Cavanagh would join the band as their dedicated drummer, with Eric Moore as the band's manager. However, Moore, who also played drums for Love Migrate, started being the band's second drummer as their songs became more complex. Besides their highly prolific discography, King Gizzard was also known due to their novelty of having two drummers. Cavanagh, the more experienced drummer, would often take the lead, with Moore "adapting" to match his play style, as most of the songs were written with Cavanagh on drums, with Moore only playing drums during live performances. On August 25, 2020, Moore would post to the Flightless website that he would be stepping away from King Gizzard and the Lizard Wizard, leaving Cavanagh as the only drummer.

In 2022, while touring in Greece, Cavanagh would come down with COVID-19 and would be replaced for two shows by a drum machine.

===Solo career===
On June 8, 2021, Cavanagh announced that he would release a solo album of some of his drum solos under the pseudonym CAVS. Alongside this announcement came a video of a ten-minute solo dubbed T2JD, directed by John Stewart (who made other Gizzard music videos, including the video for "Some of Us"). The self-titled album CAVS would be released on July 9. He would release another single, Gun Point on August 28 of that year.

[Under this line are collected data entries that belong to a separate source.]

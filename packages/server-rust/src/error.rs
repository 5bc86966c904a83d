//! Startup and run-time errors of the gateway.

use std::path::PathBuf;

use crate::backends::ConfigError;

/// Errors raised while loading a plugin, binding its operations, or polling.
///
/// Every variant is fatal at startup. Failures inside an operation callback
/// never surface here; backends report them through their byte counts.
#[derive(Debug, thiserror::Error)]
pub enum GatewayError {
    #[error("cannot load plugin {}: {source}", path.display())]
    Load {
        path: PathBuf,
        #[source]
        source: libloading::Error,
    },
    #[error("plugin {} does not export `{symbol}`: {source}", path.display())]
    Symbol {
        path: PathBuf,
        symbol: &'static str,
        #[source]
        source: libloading::Error,
    },
    #[error("unknown built-in backend `{name}` (available: {available})")]
    UnknownBuiltin { name: String, available: String },
    #[error("cannot initialize backend `{name}`: {source:#}")]
    BackendInit {
        name: String,
        #[source]
        source: anyhow::Error,
    },
    #[error("invalid backend configuration: {0}")]
    Config(#[from] ConfigError),
    #[error("binding `{arg}` is not of the form name=scheme@address")]
    InvalidBinding { arg: String },
    #[error("unknown operation `{name}`")]
    UnknownOperation { name: String },
    #[error("unknown transport scheme in `{spec}` (expected pull@ or rep@)")]
    UnknownScheme { spec: String },
    #[error("operation `{name}` has no callback")]
    MissingCallback { name: String },
    #[error("operation `{name}` is already bound")]
    AlreadyBound { name: String },
    #[error("cannot bind `{address}`: {message}")]
    Bind { address: String, message: String },
    #[error("no operations bound")]
    NoBindings,
    #[error("{failed} of {total} bindings failed")]
    BindFailures { failed: usize, total: usize },
    #[error("poll failed: {0}")]
    Poll(#[source] zmq::Error),
}

#[cfg(test)]
mod tests {
    use super::*;

    #[test]
    fn bind_error_carries_transport_text() {
        let err = GatewayError::Bind {
            address: "tcp://127.0.0.1:1".to_string(),
            message: zmq::Error::EACCES.to_string(),
        };
        let text = err.to_string();
        assert!(text.starts_with("cannot bind `tcp://127.0.0.1:1`: "));
        assert!(text.len() > "cannot bind `tcp://127.0.0.1:1`: ".len());
    }

    #[test]
    fn unknown_scheme_names_offending_spec() {
        let err = GatewayError::UnknownScheme {
            spec: "bogus@tcp://127.0.0.1:9".to_string(),
        };
        assert_eq!(
            err.to_string(),
            "unknown transport scheme in `bogus@tcp://127.0.0.1:9` (expected pull@ or rep@)"
        );
    }

    #[test]
    fn backend_init_includes_cause_chain() {
        let err = GatewayError::BackendInit {
            name: "redb".to_string(),
            source: anyhow::anyhow!("disk full").context("cannot open file"),
        };
        assert_eq!(
            err.to_string(),
            "cannot initialize backend `redb`: cannot open file: disk full"
        );
    }
}
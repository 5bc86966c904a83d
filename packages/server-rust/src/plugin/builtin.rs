//! Backends compiled into the gateway, selectable as `builtin:<name>`.

use std::sync::Arc;

use dbzmq_core::Backend;

use crate::backends::{BackendConfig, KvBackend, MemoryEngine, NullBackend};
use crate::error::GatewayError;

/// Constructor for one built-in backend.
pub type BackendFactory = fn(&BackendConfig) -> anyhow::Result<Arc<dyn Backend>>;

/// Name-to-constructor table of built-in backends.
///
/// Holds factories rather than instances: nothing is opened until a backend
/// is selected.
pub struct BuiltinRegistry {
    factories: Vec<(&'static str, BackendFactory)>,
}

impl BuiltinRegistry {
    /// Creates an empty registry.
    #[must_use]
    pub fn new() -> Self {
        Self {
            factories: Vec::new(),
        }
    }

    /// Registry with every backend compiled into this build.
    #[must_use]
    pub fn with_defaults() -> Self {
        let mut registry = Self::new();
        registry.register("null", null);
        registry.register("memory", memory);
        #[cfg(feature = "redb")]
        registry.register("redb", redb);
        registry
    }

    /// Adds or replaces the factory for `name`.
    pub fn register(&mut self, name: &'static str, factory: BackendFactory) {
        match self.factories.iter_mut().find(|(known, _)| *known == name) {
            Some(entry) => entry.1 = factory,
            None => self.factories.push((name, factory)),
        }
    }

    /// Registered names in registration order.
    #[must_use]
    pub fn names(&self) -> Vec<&'static str> {
        self.factories.iter().map(|(name, _)| *name).collect()
    }

    /// Instantiates the backend registered as `name`.
    ///
    /// # Errors
    ///
    /// [`GatewayError::UnknownBuiltin`] if no backend has that name,
    /// [`GatewayError::BackendInit`] if its constructor fails.
    pub fn create(
        &self,
        name: &str,
        config: &BackendConfig,
    ) -> Result<Arc<dyn Backend>, GatewayError> {
        let (_, factory) = self
            .factories
            .iter()
            .find(|(known, _)| *known == name)
            .ok_or_else(|| GatewayError::UnknownBuiltin {
                name: name.to_string(),
                available: self.names().join(", "),
            })?;
        factory(config).map_err(|source| GatewayError::BackendInit {
            name: name.to_string(),
            source,
        })
    }
}

impl Default for BuiltinRegistry {
    fn default() -> Self {
        Self::with_defaults()
    }
}

fn null(_config: &BackendConfig) -> anyhow::Result<Arc<dyn Backend>> {
    Ok(Arc::new(NullBackend))
}

fn memory(config: &BackendConfig) -> anyhow::Result<Arc<dyn Backend>> {
    Ok(Arc::new(KvBackend::new(
        "memory",
        MemoryEngine::new(),
        config.framing,
    )))
}

#[cfg(feature = "redb")]
fn redb(config: &BackendConfig) -> anyhow::Result<Arc<dyn Backend>> {
    let engine = crate::backends::RedbEngine::open(&config.redb_file)?;
    Ok(Arc::new(KvBackend::new("redb", engine, config.framing)))
}
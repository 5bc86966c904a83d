//! Persistent [`KvEngine`] backed by a single redb file.
//!
//! Individual writes commit with [`Durability::None`]: they are visible to
//! later reads immediately but reach disk only at the next `flush`, which
//! commits with [`Durability::Immediate`].

use std::ops::Bound;
use std::path::{Path, PathBuf};

use anyhow::Context as _;
use redb::{Database, Durability, ReadableTableMetadata, TableDefinition};

use super::engine::KvEngine;

const TABLE: TableDefinition<&[u8], &[u8]> = TableDefinition::new("dbzmq");

/// redb-backed ordered storage.
pub struct RedbEngine {
    db: Database,
    path: PathBuf,
}

impl RedbEngine {
    /// Opens `path`, creating the file and the table on first use.
    ///
    /// # Errors
    ///
    /// Returns an error if the file cannot be opened or is not a redb
    /// database.
    pub fn open(path: &Path) -> anyhow::Result<Self> {
        let db = Database::create(path)
            .with_context(|| format!("cannot open redb file {}", path.display()))?;
        let txn = db.begin_write()?;
        txn.open_table(TABLE)?;
        txn.commit()?;
        tracing::debug!(path = %path.display(), "redb database opened");
        Ok(Self {
            db,
            path: path.to_path_buf(),
        })
    }

    /// Location of the database file.
    #[must_use]
    pub fn path(&self) -> &Path {
        &self.path
    }

    fn count(&self) -> anyhow::Result<u64> {
        let txn = self.db.begin_read()?;
        let table = txn.open_table(TABLE)?;
        Ok(table.len()?)
    }
}

impl KvEngine for RedbEngine {
    fn put(&self, key: &[u8], value: &[u8]) -> anyhow::Result<()> {
        let mut txn = self.db.begin_write()?;
        txn.set_durability(Durability::None);
        {
            let mut table = txn.open_table(TABLE)?;
            table.insert(key, value)?;
        }
        txn.commit()?;
        Ok(())
    }

    fn get(&self, key: &[u8]) -> anyhow::Result<Option<Vec<u8>>> {
        let txn = self.db.begin_read()?;
        let table = txn.open_table(TABLE)?;
        let value = table.get(key)?.map(|guard| guard.value().to_vec());
        Ok(value)
    }

    fn remove(&self, key: &[u8]) -> anyhow::Result<bool> {
        let mut txn = self.db.begin_write()?;
        txn.set_durability(Durability::None);
        let removed = {
            let mut table = txn.open_table(TABLE)?;
            let previous = table.remove(key)?;
            previous.is_some()
        };
        txn.commit()?;
        Ok(removed)
    }

    fn successor(&self, key: &[u8]) -> anyhow::Result<Option<(Vec<u8>, Vec<u8>)>> {
        let txn = self.db.begin_read()?;
        let table = txn.open_table(TABLE)?;
        let lower: Bound<&[u8]> = Bound::Excluded(key);
        let mut range = table.range::<&[u8]>((lower, Bound::Unbounded))?;
        match range.next() {
            Some(entry) => {
                let (k, v) = entry?;
                Ok(Some((k.value().to_vec(), v.value().to_vec())))
            }
            None => Ok(None),
        }
    }

    fn flush(&self) -> anyhow::Result<()> {
        let mut txn = self.db.begin_write()?;
        txn.set_durability(Durability::Immediate);
        txn.commit()?;
        Ok(())
    }

    fn len(&self) -> usize {
        match self.count() {
            Ok(count) => usize::try_from(count).unwrap_or(usize::MAX),
            Err(err) => {
                tracing::warn!(error = %err, "cannot count redb entries");
                0
            }
        }
    }
}

#[cfg(test)]
mod tests {
    use super::*;

    fn open_temp() -> (tempfile::TempDir, RedbEngine) {
        let dir = tempfile::tempdir().unwrap();
        let engine = RedbEngine::open(&dir.path().join("test.redb")).unwrap();
        (dir, engine)
    }

    #[test]
    fn put_get_remove() {
        let (_dir, engine) = open_temp();
        engine.put(b"key", b"value").unwrap();
        assert_eq!(engine.get(b"key").unwrap(), Some(b"value".to_vec()));
        assert_eq!(engine.len(), 1);

        assert!(engine.remove(b"key").unwrap());
        assert!(!engine.remove(b"key").unwrap());
        assert_eq!(engine.get(b"key").unwrap(), None);
        assert!(engine.is_empty());
    }

    #[test]
    fn successor_walks_in_key_order() {
        let (_dir, engine) = open_temp();
        engine.put(b"b", b"2").unwrap();
        engine.put(b"a", b"1").unwrap();

        assert_eq!(
            engine.successor(b"").unwrap(),
            Some((b"a".to_vec(), b"1".to_vec()))
        );
        assert_eq!(
            engine.successor(b"a").unwrap(),
            Some((b"b".to_vec(), b"2".to_vec()))
        );
        assert_eq!(engine.successor(b"b").unwrap(), None);
    }

    #[test]
    fn successor_of_absent_key_is_next_greater() {
        let (_dir, engine) = open_temp();
        for key in [&b"aa"[..], b"ac", b"b"] {
            engine.put(key, key).unwrap();
        }
        assert_eq!(
            engine.successor(b"ab").unwrap(),
            Some((b"ac".to_vec(), b"ac".to_vec()))
        );
        assert_eq!(
            engine.successor(b"a").unwrap(),
            Some((b"aa".to_vec(), b"aa".to_vec()))
        );
    }

    #[test]
    fn flushed_writes_survive_reopen() {
        let dir = tempfile::tempdir().unwrap();
        let path = dir.path().join("persist.redb");
        {
            let engine = RedbEngine::open(&path).unwrap();
            engine.put(b"durable", b"yes").unwrap();
            engine.flush().unwrap();
        }
        let engine = RedbEngine::open(&path).unwrap();
        assert_eq!(engine.get(b"durable").unwrap(), Some(b"yes".to_vec()));
        assert_eq!(engine.path(), path.as_path());
    }

    #[test]
    fn open_rejects_non_database_file() {
        let dir = tempfile::tempdir().unwrap();
        let path = dir.path().join("garbage.redb");
        std::fs::write(&path, b"definitely not a redb file, just some text").unwrap();
        assert!(RedbEngine::open(&path).is_err());
    }
}
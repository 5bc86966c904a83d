//! Continuations the gateway hands to served operations.
//!
//! [`ReplySink`] writes the operation's result back to the socket the
//! request arrived on, then forwards the same bytes to an optional chained
//! continuation. [`ReplyTracer`] is such a chained observer.

use dbzmq_core::Continuation;
use tracing::{trace, warn};

use super::TransportHandle;

/// Sends an operation's result back to the originating peer.
pub struct ReplySink<'a> {
    transport: &'a mut TransportHandle,
    next: Option<&'a mut dyn Continuation>,
    replies: u32,
}

impl<'a> ReplySink<'a> {
    #[must_use]
    pub fn new(transport: &'a mut TransportHandle) -> Self {
        Self {
            transport,
            next: None,
            replies: 0,
        }
    }

    /// Forwards every result to `next` after it has been sent.
    #[must_use]
    pub fn chain(mut self, next: &'a mut dyn Continuation) -> Self {
        self.next = Some(next);
        self
    }

    /// How many results the operation handed over.
    #[must_use]
    pub fn replies(&self) -> u32 {
        self.replies
    }
}

impl Continuation for ReplySink<'_> {
    /// Sends `data` as one message and returns its length plus whatever the
    /// chained continuation accounts for.
    ///
    /// # Panics
    ///
    /// Panics if `data` is empty. Backends must not resume with an empty
    /// result; a zero-length reply is indistinguishable from no reply.
    fn resume(&mut self, data: &[u8]) -> usize {
        assert!(
            !data.is_empty(),
            "operation `{}` resumed with an empty result",
            self.transport.op()
        );
        self.replies += 1;
        match self.transport.send(data) {
            Ok(true) => trace!(op = self.transport.op(), len = data.len(), "reply sent"),
            Ok(false) => {}
            Err(err) => warn!(
                op = self.transport.op(),
                address = self.transport.address(),
                error = %err,
                "reply send failed"
            ),
        }
        let mut total = data.len();
        if let Some(next) = &mut self.next {
            total += next.resume(data);
        }
        total
    }
}

/// Observer that logs each reply at `trace` level.
///
/// Accounts for no bytes of its own, so chaining it leaves reply counts
/// unchanged.
pub struct ReplyTracer<'a> {
    op: &'a str,
}

impl<'a> ReplyTracer<'a> {
    #[must_use]
    pub fn new(op: &'a str) -> Self {
        Self { op }
    }
}

impl Continuation for ReplyTracer<'_> {
    fn resume(&mut self, data: &[u8]) -> usize {
        trace!(op = self.op, len = data.len(), head = ?&data[..data.len().min(16)], "reply");
        0
    }
}
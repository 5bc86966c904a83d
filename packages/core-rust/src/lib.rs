//! `dbzmq` Core: the operation calling convention shared by backends, the
//! gateway, and embedded drivers.

pub mod continuation;
pub mod ffi;
pub mod framing;
pub mod operation;
pub mod traits;

pub use continuation::{emit, ByteCounter, Continuation, Recorder};
pub use framing::KeyFraming;
pub use operation::{leading_token, names, Callback, Operation, OperationTable};
pub use traits::Backend;
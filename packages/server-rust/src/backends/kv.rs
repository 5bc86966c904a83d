//! The key-value operation set, implemented once over any [`KvEngine`].
//!
//! | op    | input       | result                                   | returns          |
//! |-------|-------------|------------------------------------------|------------------|
//! | put   | `k ++ v`    | `k ++ v`, or `k` if the write failed     | result length    |
//! | get   | `k`         | `k ++ v`, or `k` if absent               | result length    |
//! | del   | `k`         | `k`                                      | `len(k)`         |
//! | walk  | `k`         | next `k' ++ v'`, or `k` if none follows   | result length    |
//! | flush | anything    | the input, echoed                        | `len(input)`     |
//!
//! A `put` whose payload is not longer than the key width, or a `get`, `del`
//! or `flush` with empty input, is malformed: it returns 0 and produces no
//! result. A `walk` from the empty key starts at the first entry and yields
//! nothing on an empty store.

use std::sync::Arc;

use dbzmq_core::{emit, names, Backend, Continuation, KeyFraming, Operation, OperationTable};
use tracing::{debug, warn};

use super::engine::KvEngine;

/// Exposes a [`KvEngine`] as the standard operation table.
pub struct KvBackend<E> {
    name: &'static str,
    engine: E,
    framing: KeyFraming,
}

impl<E: KvEngine> KvBackend<E> {
    /// Wraps `engine` under the log name `name`.
    #[must_use]
    pub fn new(name: &'static str, engine: E, framing: KeyFraming) -> Self {
        Self {
            name,
            engine,
            framing,
        }
    }

    fn put(&self, input: &[u8], cont: Option<&mut dyn Continuation>) -> usize {
        let Some((key, value)) = self.framing.split_pair(input) else {
            debug!(
                backend = self.name,
                len = input.len(),
                key_size = self.framing.key_size(),
                "put payload not longer than key"
            );
            return 0;
        };
        match self.engine.put(key, value) {
            Ok(()) => {
                emit(cont, input);
                input.len()
            }
            Err(err) => {
                warn!(backend = self.name, error = %err, "put failed");
                emit(cont, key);
                key.len()
            }
        }
    }

    fn get(&self, key: &[u8], cont: Option<&mut dyn Continuation>) -> usize {
        if key.is_empty() {
            return 0;
        }
        match self.engine.get(key) {
            Ok(Some(value)) => reply_pair(key, &value, cont),
            Ok(None) => {
                emit(cont, key);
                key.len()
            }
            Err(err) => {
                warn!(backend = self.name, error = %err, "get failed");
                emit(cont, key);
                key.len()
            }
        }
    }

    fn del(&self, key: &[u8], cont: Option<&mut dyn Continuation>) -> usize {
        if key.is_empty() {
            return 0;
        }
        if let Err(err) = self.engine.remove(key) {
            warn!(backend = self.name, error = %err, "del failed");
        }
        emit(cont, key);
        key.len()
    }

    fn walk(&self, key: &[u8], cont: Option<&mut dyn Continuation>) -> usize {
        let next = self.engine.successor(key).unwrap_or_else(|err| {
            warn!(backend = self.name, error = %err, "walk failed");
            None
        });
        match next {
            Some((next_key, value)) => reply_pair(&next_key, &value, cont),
            None if key.is_empty() => 0,
            None => {
                emit(cont, key);
                key.len()
            }
        }
    }

    fn flush(&self, input: &[u8], cont: Option<&mut dyn Continuation>) -> usize {
        if let Err(err) = self.engine.flush() {
            warn!(backend = self.name, error = %err, "flush failed");
        }
        if input.is_empty() {
            return 0;
        }
        emit(cont, input);
        input.len()
    }
}

/// Emits `key ++ value`, building the buffer only when someone listens.
fn reply_pair(key: &[u8], value: &[u8], cont: Option<&mut dyn Continuation>) -> usize {
    if let Some(cont) = cont {
        cont.resume(&KeyFraming::join(key, value));
    }
    key.len() + value.len()
}

impl<E: KvEngine> Backend for KvBackend<E> {
    fn name(&self) -> &str {
        self.name
    }

    fn operations(self: Arc<Self>) -> OperationTable {
        let put = Arc::clone(&self);
        let get = Arc::clone(&self);
        let del = Arc::clone(&self);
        let walk = Arc::clone(&self);
        let flush = self;
        OperationTable::new(vec![
            Operation::new(
                format!("{} (k++v) -> k++v || k", names::PUT),
                false,
                move |input, cont| put.put(input, cont),
            ),
            Operation::new(
                format!("{} (k) -> k++v || k", names::GET),
                true,
                move |input, cont| get.get(input, cont),
            ),
            Operation::new(
                format!("{} (k) -> k", names::DEL),
                false,
                move |input, cont| del.del(input, cont),
            ),
            Operation::new(
                format!("{} (k) -> k'++v' || k", names::WALK),
                true,
                move |input, cont| walk.walk(input, cont),
            ),
            Operation::new(
                format!("{} (x) -> x", names::FLUSH),
                false,
                move |input, cont| flush.flush(input, cont),
            ),
        ])
    }
}
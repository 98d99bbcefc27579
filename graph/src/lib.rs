//!
//! A small directed graph over typed vertex ids, used to track which packages
//! depend on which.
//!
//! An edge `u -> v` means "u depends on v". The graph keeps both the adjacency
//! list and its inverse up to date, so reverse dependencies can be queried
//! without a scan. Vertices are iterated in ascending id order, which makes
//! every traversal (and so every load order) deterministic.

/// [`Graph`] struct plus mutation and neighbor queries.
mod graph;
pub use graph::Graph;

/// depth-first topological sort and reachability
mod search;

/// Anything that can be used as a vertex id:
/// in practice, a newtype created with `util::typed_id!`.
pub trait Vertex: Copy + Eq + std::fmt::Debug + From<usize> + Into<usize> {}

impl<T: Copy + Eq + std::fmt::Debug + From<usize> + Into<usize>> Vertex for T {}

#[derive(Debug, Clone, PartialEq, Eq, thiserror::Error)]
pub enum Error<V: std::fmt::Debug> {
    #[error("Vertex {0:?} is not in the graph")]
    MissingVertex(V),
    #[error("Graph contains a cycle through edge {from:?} -> {to:?}")]
    ContainsCycle { from: V, to: V },
}

#[inline]
fn idx<V: Into<usize>>(v: V) -> usize {
    v.into()
}
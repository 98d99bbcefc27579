//! Package dependency resolution and lifecycle management.
//!
//! [`DependencyResolver`] keeps the graph of which packages depend on which,
//! and [`PackageManager`] uses it to bring packages from a [`Registry`] up
//! in dependency order, disabling any that fail along with their dependents.

/// Dependency graph over package identifiers
pub mod resolver;
pub use resolver::{DependencyResolver, PackageId};

/// Package lifecycle
pub mod manager;
pub use manager::{InitReport, PackageManager, PackageState, DEFAULT_BASE_PACKAGE};

mod listener;
pub use listener::PackageListener;

pub use registry::{DirRegistry, MemoryRegistry, Package, Registry};

/// High-level command line app
mod app;
/// Definition of command-line args
mod args;
/// Collecting errors during startup
mod errors;
/// Combined command-line and startup file settings
mod settings;
/// Startup configuration file
mod startup;
/// Text UI
mod ui;

// exported for tests:
pub use app::App;
pub use args::{Args, Command};
pub use settings::Settings;

/// Run the command-line app.
pub fn run() -> Result<(), anyhow::Error> {
    use clap::Parser;
    let args = Args::parse();

    // INTERPRET SETTINGS ///////////////
    let settings: Settings = args.try_into()?;

    let log_level = match settings.verbose {
        0 => log::LevelFilter::Warn,
        1 => log::LevelFilter::Info,
        2 => log::LevelFilter::Debug,
        _ => log::LevelFilter::Trace,
    };
    simple_logging::log_to_stderr(log_level);

    // RUN THE THING /////////////////
    let app = App::new(settings);
    app.run()?;

    Ok(())
}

On February 24, 2026, a second CAVS solo album was announced, titled Sojourn. The album was produced by Mildlife drummer Jim Rindfleish alongside collaborations from other Melbourne-based musicians, and was described as a "journey through Cavs' rythmic imagination". The album was announced alongside a lead single, Candiru.

==Discography==

=== Studio albums (as CAVS) ===

| Title | Details | Peak chart positions |
AUS
| CAVS | Released: 9 July 2021; Label: PHC Films (PHC-002); Formats: LP, streaming; | — |
| Sojourn | Released: 24 April 2026; Label: p(doom) Records (PDOOM-018LP); Formats: LP, streaming; | 88 |

=== Singles (as CAVS) ===

| Title | Details |
|---|---|
| T2JD | Released: 7 June 2021; Label: PHC Films; Formats: Streaming; |
| Swordfish | Released: 18 June 2021; Label: PHC Films; Formats: Streaming; |
| Fury Gong | Released: 7 July 2021; Label: PHC Films; Formats: Single, streaming; |
| Gun Point | Released: 28 August 2021; Label: PHC Films; Formats: Single, streaming; |
| Candiru | Released: 24 February 2026; Label: p(doom) Records; Formats: Single, streaming; |
| First Light | Released: 26 March 2026; Label: p(doom) Records; Formats: Single, streaming; |

==Personal life==
Cavanagh is married to Amy née Findlay, the drummer for Stonefield.